When I wake up this morning I realize that it’s already my last day in Vancouver for now. Tomorrow morning I’ll take an early train to Seattle to meet friends and a few days later I’ll fly to my grandparents in Montana. So tonight I’ll have the challenge again to pack my backpack, but for now I decide to first go to downtown again. As I walk outside around seven AM, I feel it’s colder than yesterday. When I look up I see many stars in the sky. I don’t think I’ve seen them here before and it tells me that it’s probably going to be a clear sky day today. I’m excited about that. At the bus stop I make some small talk with a man who is also waiting. He recognises my accent and tells me that has lived in the Netherlands for a year. The early bus is not so crowded and I have some time to think. The few minutes talking with that man about the Netherlands made me realise that I don’t miss the country so much, but more my family and friends. I’m starting to really like Vancouver, despite its many rainy days.
I work for a couple of hours in the coffee place and then get an e-mail from Amtrak that my train tomorrow is not driving, but that they’ve arranged a bus instead. I’m very disappointed by this, because I was really looking forward to that train ride along the coast. Now it’ll be a long bus ride instead. I’m glad I didn’t book the train ride on the same day as my flight, else I would be more in trouble. A while later more stress is added as I find out the busses won’t go early to the train station tomorrow morning. I had assumed it wouldn’t be a problem to get to the train station at 6.30am. As we often say with programming: assumption is the mother of all trouble. I consider my options. There is no Uber in Vancouver and from what I read online is taxi quite unreliable. In worst case I could go to the station tonight with the last bus and stay there for the night, but that doesn’t sound so appealing because it’s a cold day. I consider getting another Airbnb close to the station for tonight, but there aren’t any cheap ones available on such a short notice.
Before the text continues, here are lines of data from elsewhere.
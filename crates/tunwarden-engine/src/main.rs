// ============================================
// File: crates/tunwarden-engine/src/main.rs
// ============================================
//! # Tunwarden Entry Point
//!
//! ## Creation Reason
//! Command line front end: runs the interceptor on a real TUN device and
//! inspects or edits the configuration file.
//!
//! ## Usage
//! ```bash
//! # Write the default configuration
//! tunwarden init --config ./tunwarden.toml
//!
//! # Intercept traffic on the interface described by [tun]
//! sudo tunwarden run --config ./tunwarden.toml
//!
//! # Other commands
//! tunwarden validate                       # Check proxy profile rules
//! tunwarden get --key tun.mtu              # Print one value as JSON
//! tunwarden set --key tun.mtu --value 1400 # Edit and persist
//! tunwarden keys                           # Top-level sections
//! tunwarden profiles --dir ./profiles      # List loadable files
//! ```
//!
//! ## ⚠️ Important Note for Next Developer
//! - `run` requires root or CAP_NET_ADMIN for TUN
//! - `run` re-reads the file every `--reload-secs` and applies `[tun]`
//!   changes without restarting the data plane
//! - `RUST_LOG` overrides `log.level`
//!
//! ## Last Modified
//! v0.1.0 - Initial CLI

use std::path::{Path, PathBuf};
use std::sync::Arc;
use std::time::Duration;

use clap::{Parser, Subcommand};
use tracing::{error, info, warn};
use tracing_subscriber::{fmt, prelude::*, EnvFilter};

use tunwarden_common::types::InterfaceParams;
use tunwarden_config::{ConfigStore, HotReload, StoreOptions, Value};
use tunwarden_engine::{Interceptor, StopReport};

// ============================================
// CLI Definition
// ============================================

/// Tunwarden traffic interception engine
#[derive(Parser, Debug)]
#[command(name = "tunwarden")]
#[command(author, version, about, long_about = None)]
struct Cli {
    /// Subcommand to execute
    #[command(subcommand)]
    command: Commands,
}

#[derive(Subcommand, Debug)]
enum Commands {
    /// Create the interface from [tun] and intercept until Ctrl+C
    Run {
        /// Path to configuration file (created with defaults if missing)
        #[arg(short, long, default_value = tunwarden_config::defaults::DEFAULT_CONFIG_PATH)]
        config: PathBuf,

        /// Seconds between configuration change checks
        #[arg(long, default_value_t = 5)]
        reload_secs: u64,
    },

    /// Write the default configuration file
    Init {
        /// Path to configuration file
        #[arg(short, long, default_value = tunwarden_config::defaults::DEFAULT_CONFIG_PATH)]
        config: PathBuf,
    },

    /// Validate configuration file
    Validate {
        /// Path to configuration file
        #[arg(short, long, default_value = tunwarden_config::defaults::DEFAULT_CONFIG_PATH)]
        config: PathBuf,
    },

    /// Print the value at a dotted key as JSON
    Get {
        /// Path to configuration file
        #[arg(short, long, default_value = tunwarden_config::defaults::DEFAULT_CONFIG_PATH)]
        config: PathBuf,

        /// Dotted key, e.g. dns.nameserver
        #[arg(short, long)]
        key: String,
    },

    /// Set a dotted key and save the file
    Set {
        /// Path to configuration file
        #[arg(short, long, default_value = tunwarden_config::defaults::DEFAULT_CONFIG_PATH)]
        config: PathBuf,

        /// Dotted key, e.g. tun.mtu
        #[arg(short, long)]
        key: String,

        /// JSON value; anything that is not JSON is stored as a string
        #[arg(short, long)]
        value: String,
    },

    /// List top-level keys
    Keys {
        /// Path to configuration file
        #[arg(short, long, default_value = tunwarden_config::defaults::DEFAULT_CONFIG_PATH)]
        config: PathBuf,
    },

    /// List .toml, .yaml and .json profiles in a directory
    Profiles {
        /// Directory to scan
        #[arg(short, long, default_value = ".")]
        dir: PathBuf,
    },
}

// ============================================
// Main
// ============================================

#[tokio::main]
async fn main() {
    let cli = Cli::parse();

    // `run` installs logging itself once the configured level is known
    if !matches!(cli.command, Commands::Run { .. }) {
        init_logging("warn");
    }

    let result = match cli.command {
        Commands::Run { config, reload_secs } => cmd_run(config, reload_secs).await,
        Commands::Init { config } => cmd_init(config).await,
        Commands::Validate { config } => cmd_validate(config).await,
        Commands::Get { config, key } => cmd_get(config, key).await,
        Commands::Set { config, key, value } => cmd_set(config, key, value).await,
        Commands::Keys { config } => cmd_keys(config).await,
        Commands::Profiles { dir } => cmd_profiles(dir).await,
    };

    if let Err(e) = result {
        error!("{:#}", e);
        std::process::exit(1);
    }
}

// ============================================
// Commands
// ============================================

/// Runs the interceptor on a Linux TUN device.
#[cfg(target_os = "linux")]
async fn cmd_run(config_path: PathBuf, reload_secs: u64) -> anyhow::Result<()> {
    use tunwarden_engine::{DataPlane, EngineSettings, PassthroughProcessor};
    use tunwarden_transport::{LinuxTun, TunConfig, TunDevice};

    let store = ConfigStore::new(StoreOptions::default().default_path(&config_path));
    let report = store.load(None).await?;
    let profile = store.profile().await?;

    init_logging(&profile.log.level);
    if report.provisioned {
        info!(path = %report.file.path.display(), "Wrote default configuration");
    }

    let params = profile.tun.interface_params()?;
    let settings = EngineSettings::from_section(&profile.engine)?;

    info!("════════════════════════════════════════");
    info!("Interface:  {}", params.name);
    info!("MTU:        {}", params.mtu);
    if let Some(address) = params.address {
        info!("Address:    {}", address);
    }
    info!("Mode:       {}", profile.proxy.mode);
    info!("════════════════════════════════════════");

    let tun = Arc::new(LinuxTun::create(TunConfig::from_params(&params))?);
    tun.up().await?;

    let plane = DataPlane::from_device(Arc::clone(&tun), Arc::new(PassthroughProcessor));
    let interceptor = Interceptor::new(plane, settings);
    apply_params(&interceptor, &params)?;
    interceptor.create(&params.name).await?;
    interceptor.start().await?;

    let mut reload = tokio::time::interval(Duration::from_secs(reload_secs.max(1)));
    reload.set_missed_tick_behavior(tokio::time::MissedTickBehavior::Delay);
    reload.tick().await;

    let shutdown = tokio::signal::ctrl_c();
    tokio::pin!(shutdown);

    loop {
        tokio::select! {
            result = &mut shutdown => {
                if let Err(e) = result {
                    warn!("Failed to listen for Ctrl+C: {}", e);
                }
                info!("Shutdown signal received");
                break;
            }
            _ = reload.tick() => reload_tun(&store, &interceptor).await,
        }
    }

    let report = interceptor.stop().await?;
    if let Err(e) = tun.down().await {
        warn!("Failed to bring interface down: {}", e);
    }
    print_report(&report);

    Ok(())
}

#[cfg(not(target_os = "linux"))]
async fn cmd_run(_config_path: PathBuf, _reload_secs: u64) -> anyhow::Result<()> {
    anyhow::bail!("TUN interception is only supported on Linux")
}

/// Writes the default configuration if the file does not exist.
async fn cmd_init(config_path: PathBuf) -> anyhow::Result<()> {
    let store = ConfigStore::default();
    let report = store.load(Some(&config_path)).await?;

    if report.provisioned {
        println!("✅ Wrote default configuration to {}", report.file.path.display());
    } else {
        println!("⚠️  {} already exists, left unchanged", report.file.path.display());
    }
    Ok(())
}

/// Validates the configuration file.
async fn cmd_validate(config_path: PathBuf) -> anyhow::Result<()> {
    let store = load_existing(&config_path).await?;
    let profile = store.profile().await?;
    let params = profile.tun.interface_params()?;

    println!("✅ Configuration is valid");
    println!();
    println!("Proxy:");
    println!("   Mode:       {}", profile.proxy.mode);
    println!("   Servers:    {}", profile.proxy.servers.len());
    println!("   Groups:     {}", profile.proxy.groups.len());
    println!();
    println!("DNS:");
    println!("   Enabled:    {}", profile.dns.enable);
    println!("   Servers:    {}", profile.dns.nameserver.join(", "));
    println!();
    println!("TUN:");
    println!("   Device:     {}", params.name);
    println!("   MTU:        {}", params.mtu);
    if let Some(address) = params.address {
        println!("   Address:    {address}");
    }
    println!();
    Ok(())
}

/// Prints one value.
async fn cmd_get(config_path: PathBuf, key: String) -> anyhow::Result<()> {
    let store = load_existing(&config_path).await?;
    match store.get(&key).await {
        Some(value) => println!("{}", value.to_json()?),
        None => anyhow::bail!("'{key}' is not set"),
    }
    Ok(())
}

/// Sets one value and saves.
async fn cmd_set(config_path: PathBuf, key: String, value: String) -> anyhow::Result<()> {
    let store = load_existing(&config_path).await?;
    let value = Value::from_json(&value).unwrap_or_else(|_| Value::from(value));

    let shown = value.to_json()?;

    let previous = store.set(&key, value).await?;
    let file = store.save_current().await?;

    match previous {
        Some(previous) => println!("✅ {key}: {} → {shown}", previous.to_json()?),
        None => println!("✅ {key}: {shown}"),
    }
    println!("   Saved {} ({} bytes)", file.path.display(), file.size);
    Ok(())
}

/// Prints top-level keys.
async fn cmd_keys(config_path: PathBuf) -> anyhow::Result<()> {
    let store = load_existing(&config_path).await?;
    for key in store.list_keys().await {
        println!("{key}");
    }
    Ok(())
}

/// Lists profile files.
async fn cmd_profiles(dir: PathBuf) -> anyhow::Result<()> {
    let profiles = ConfigStore::list_profiles(Some(&dir)).await?;
    if profiles.is_empty() {
        println!("No profiles in {}", dir.display());
        return Ok(());
    }

    for profile in profiles {
        println!(
            "{:<32} {:>8} bytes  modified {}",
            profile.name, profile.size, profile.modified
        );
    }
    Ok(())
}

// ============================================
// Helper Functions
// ============================================

/// Initializes the tracing subscriber.
fn init_logging(level: &str) {
    let filter = EnvFilter::try_from_default_env()
        .unwrap_or_else(|_| EnvFilter::new(level));

    tracing_subscriber::registry()
        .with(fmt::layer().with_target(true))
        .with(filter)
        .try_init()
        .ok();
}

/// Loads a configuration file that must already exist.
async fn load_existing(path: &Path) -> anyhow::Result<ConfigStore> {
    if !path.exists() {
        anyhow::bail!(
            "config file not found: {} (run 'tunwarden init' first)",
            path.display()
        );
    }
    let store = ConfigStore::default();
    store.load(Some(path)).await?;
    Ok(store)
}

/// Pushes checked `[tun]` parameters into the interceptor.
fn apply_params(interceptor: &Interceptor, params: &InterfaceParams) -> anyhow::Result<()> {
    let address = params.address.map(|a| a.to_string()).unwrap_or_default();
    interceptor.set_interface(&params.name, &params.mtu.to_string(), &address)?;
    Ok(())
}

/// Applies `[tun]` changes after a hot reload. Failures keep the old values.
#[cfg(target_os = "linux")]
async fn reload_tun(store: &ConfigStore, interceptor: &Interceptor) {
    match store.hot_reload().await {
        Ok(HotReload::Unchanged) => {}
        Ok(HotReload::Reloaded(_)) => {
            let applied = store
                .profile()
                .await
                .map_err(anyhow::Error::from)
                .and_then(|profile| Ok(profile.tun.interface_params()?))
                .and_then(|params| apply_params(interceptor, &params).map(|()| params));

            match applied {
                Ok(params) => info!(
                    interface = %params.name,
                    mtu = params.mtu,
                    "Configuration reloaded, interface parameters applied"
                ),
                Err(e) => warn!("Reloaded configuration rejected: {:#}", e),
            }
        }
        Err(e) => warn!("Hot reload failed: {}", e),
    }
}

/// Prints the final counters.
fn print_report(report: &StopReport) {
    println!();
    println!("Interface {} stopped", report.interface);
    println!("════════════════════════════════════════");
    println!("   Uptime:       {:.1}s", report.elapsed.as_secs_f64());
    println!(
        "   Packets:      {} in / {} out",
        report.stats.packets_in, report.stats.packets_out
    );
    println!(
        "   Bytes:        {} in / {} out",
        report.stats.bytes_in, report.stats.bytes_out
    );
    println!("   Dropped:      {}", report.stats.packets_dropped);
    println!("════════════════════════════════════════");
}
I am a positive guy, but I also have my limits. Right now I feel like I’ve had enough. I text with a friend about and she says “you sure have the wind against you on this journey.” and that’s exactly how I feel now. I decide to call my host and ask if it would be possible for them to drop me off at the station tomorrow. She tells me she’ll call me back on it. I hope they’re willing to do it, that would be perfect. I go on my way home, get some Mexican take away food and catch the busy commuter bus to North Vancouver.
Yesterday I called with a friend back home and she reminded me that she had said before that it’s hard to move to a different place. Back then I underestimated a bit, but she was right. You run in lots of small challenges when you’re in a different place, even if it’s a western country. It aren’t life-death issues, but many things that are different than home like traveling with public transport, doing groceries and being alone. But as I write this down in my mind I hear my grandma saying: “You are never alone.” I am looking forward so much to next week to see my grandparents again. If only I was there already. With hindsight I would have chosen to rent a car instead of going by train and plane to them. It’s about a 15 hour drive away, so I could have done that in two days. I mentioned that to my grandma yesterday, but she pointed me to the fact that you never know what the weather will do in this region, so it might have been challenging to driving if a snow storm would come up. There’s nothing I can do about it now anyway. I hope the train or bus will bring me tomorrow to Seattle and that my flight to Montana on Tuesday will go easy.